A day after two high-profile organizations announced successful animal results for their own universal flu vaccine, Madison, WI-based FluGen announced a $12 million Series A round to fund the development of its candidate in the race.

The money will go toward the first human trial of Redee Flu, a single replication live influenza vaccine that doesn't produce new virus, but can infect cells and express influenza RNA and proteins, the company said in its statement. In animal trials, the candidate showed to be safe, induced "potent" immune responses and protected against mismatched influenza strains.

With the announcement, FluGen said it's adding Dan Stinchcomb--former Inviragen CEO--as its executive chairman and C. Boyd Clarke--former Aviron CEO--as a director. Founded in 2005, the company is seeking with its universal flu vaccine technology to provide better flu protection for the elderly and better protection against drifted strains--which mutate after vaccines against specific flu strains are distributed, causing low efficacy and sometimes epidemics.
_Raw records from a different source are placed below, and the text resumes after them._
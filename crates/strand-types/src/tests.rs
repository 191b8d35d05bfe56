//! Unit tests for strand-types

use proptest::prelude::*;
use test_case::test_case;

use crate::{
    Address, Hash, MiniblockRef, STREAM_ID_LENGTH, StreamId, StreamIdError, StreamKind,
    USER_STREAM_ID_LENGTH,
};

// ============================================================================
// StreamKind Tests
// ============================================================================

#[test_case(StreamKind::Space, 0x10; "space")]
#[test_case(StreamKind::Channel, 0x20; "channel")]
#[test_case(StreamKind::User, 0xa8; "user")]
#[test_case(StreamKind::UserSettings, 0xa5; "user settings")]
#[test_case(StreamKind::Media, 0xff; "media")]
fn prefix_round_trips(kind: StreamKind, prefix: u8) {
    assert_eq!(kind.prefix(), prefix);
    assert_eq!(StreamKind::from_prefix(prefix), Some(kind));
}

#[test]
fn prefixes_are_unique() {
    let mut prefixes: Vec<u8> = StreamKind::ALL.iter().map(|k| k.prefix()).collect();
    prefixes.sort_unstable();
    prefixes.dedup();
    assert_eq!(prefixes.len(), StreamKind::ALL.len());
}

#[test]
fn unknown_prefix_is_rejected() {
    assert_eq!(StreamKind::from_prefix(0x00), None);
    let raw = [0x01u8; STREAM_ID_LENGTH];
    assert_eq!(
        StreamId::from_bytes(&raw),
        Err(StreamIdError::UnknownPrefix(0x01))
    );
}

// ============================================================================
// StreamId Tests
// ============================================================================

#[test]
fn user_stream_id_embeds_address() {
    let user = Address::from_bytes([7u8; 20]);
    let id = StreamId::for_user(StreamKind::UserSettings, user);

    assert_eq!(id.kind(), StreamKind::UserSettings);
    assert_eq!(id.as_bytes().len(), USER_STREAM_ID_LENGTH);
    assert_eq!(&id.as_bytes()[1..], user.as_bytes());
}

#[test]
fn wrong_length_is_rejected() {
    let err = StreamId::new(StreamKind::Channel, &[1u8; 20]).unwrap_err();
    assert_eq!(
        err,
        StreamIdError::BadLength {
            kind: StreamKind::Channel,
            expected: STREAM_ID_LENGTH,
            actual: 21,
        }
    );
}

#[test]
fn empty_id_is_rejected() {
    assert_eq!(StreamId::from_bytes(&[]), Err(StreamIdError::Empty));
}

#[test]
fn stream_id_text_is_lowercase_hex() {
    let id = StreamId::new(StreamKind::Space, &[0xabu8; 31]).unwrap();
    let text = id.to_string();

    assert_eq!(text.len(), STREAM_ID_LENGTH * 2);
    assert!(text.starts_with("10abab"));
    assert_eq!(text.parse::<StreamId>().unwrap(), id);
}

#[test]
fn malformed_hex_is_rejected() {
    assert!("10zz".parse::<StreamId>().is_err());
    assert!("101".parse::<StreamId>().is_err());
    assert!("+f".parse::<StreamId>().is_err());
}

// ============================================================================
// Address and Hash Tests
// ============================================================================

#[test]
fn address_parses_with_and_without_prefix() {
    let addr = Address::from_bytes([0x11u8; 20]);
    let text = addr.to_string();

    assert!(text.starts_with("0x1111"));
    assert_eq!(text.parse::<Address>().unwrap(), addr);
    assert_eq!(text.trim_start_matches("0x").parse::<Address>().unwrap(), addr);
    assert!("0x1234".parse::<Address>().is_err());
}

#[test]
fn hash_debug_is_abbreviated() {
    let hash = Hash::from_bytes([0xcdu8; 32]);
    assert_eq!(format!("{hash:?}"), "Hash(cdcdcdcdcdcdcdcd...)");
    assert_eq!(hash.to_string().len(), 64);
}

#[test]
fn hash_from_slice_checks_length() {
    assert!(Hash::from_slice(&[0u8; 31]).is_none());
    assert_eq!(Hash::from_slice(&[9u8; 32]), Some(Hash::from_bytes([9u8; 32])));
}

#[test]
fn miniblock_ref_serializes() {
    let r = MiniblockRef::new(4, Hash::from_bytes([1u8; 32]));
    let json = serde_json::to_string(&r).unwrap();
    let back: MiniblockRef = serde_json::from_str(&json).unwrap();
    assert_eq!(back, r);
}

// ============================================================================
// Property-Based Tests
// ============================================================================

fn any_kind() -> impl Strategy<Value = StreamKind> {
    prop::sample::select(StreamKind::ALL.to_vec())
}

proptest! {
    /// Property: every well-formed id survives the text form unchanged
    #[test]
    fn prop_stream_id_text_round_trip(kind in any_kind(), body in prop::collection::vec(any::<u8>(), 31)) {
        let body = &body[..kind.id_length() - 1];
        let id = StreamId::new(kind, body).unwrap();
        let parsed: StreamId = id.to_string().parse().unwrap();
        prop_assert_eq!(parsed, id);
        prop_assert_eq!(parsed.kind(), kind);
    }

    /// Property: ids of different lengths never compare equal
    #[test]
    fn prop_user_and_space_ids_differ(byte in any::<u8>()) {
        let user = StreamId::for_user(StreamKind::User, Address::from_bytes([byte; 20]));
        let space = StreamId::new(StreamKind::Space, &[byte; 31]).unwrap();
        prop_assert_ne!(user, space);
    }
}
Participating in the round were Venture Investors, the Wisconsin Alumni Research Foundation, the State of Wisconsin Alumni Board and other new and existing investors.

Contrary to traditional flu vaccines that target certain strains and must be changed annually, a universal flu vaccine has been called the "holy grail" of the field, so it's no surprise that FluGen isn't alone in the race to develop such a product. Also working in the race are Johnson & Johnson ($JNJ) in partnership with The Scripps Research Institute, BiondVax ($BVXV) and the National Institute of Allergy and Infectious Diseases.

Earlier this month, BiondVax said its candidate, administered in a Phase II trial three years ago, provided patients with increased immunogenicity against influenza strains that didn't exist at the time of the study. And last month, NIAID scientists touted their own universal vaccine candidate, which protected 94% of mice from varying lethal doses of influenza A strain infections.

And, just this week, J&J's Janssen unit said its candidate fully protected mice in a lethal challenge and reduced fever in monkeys as part of a sublethal challenge.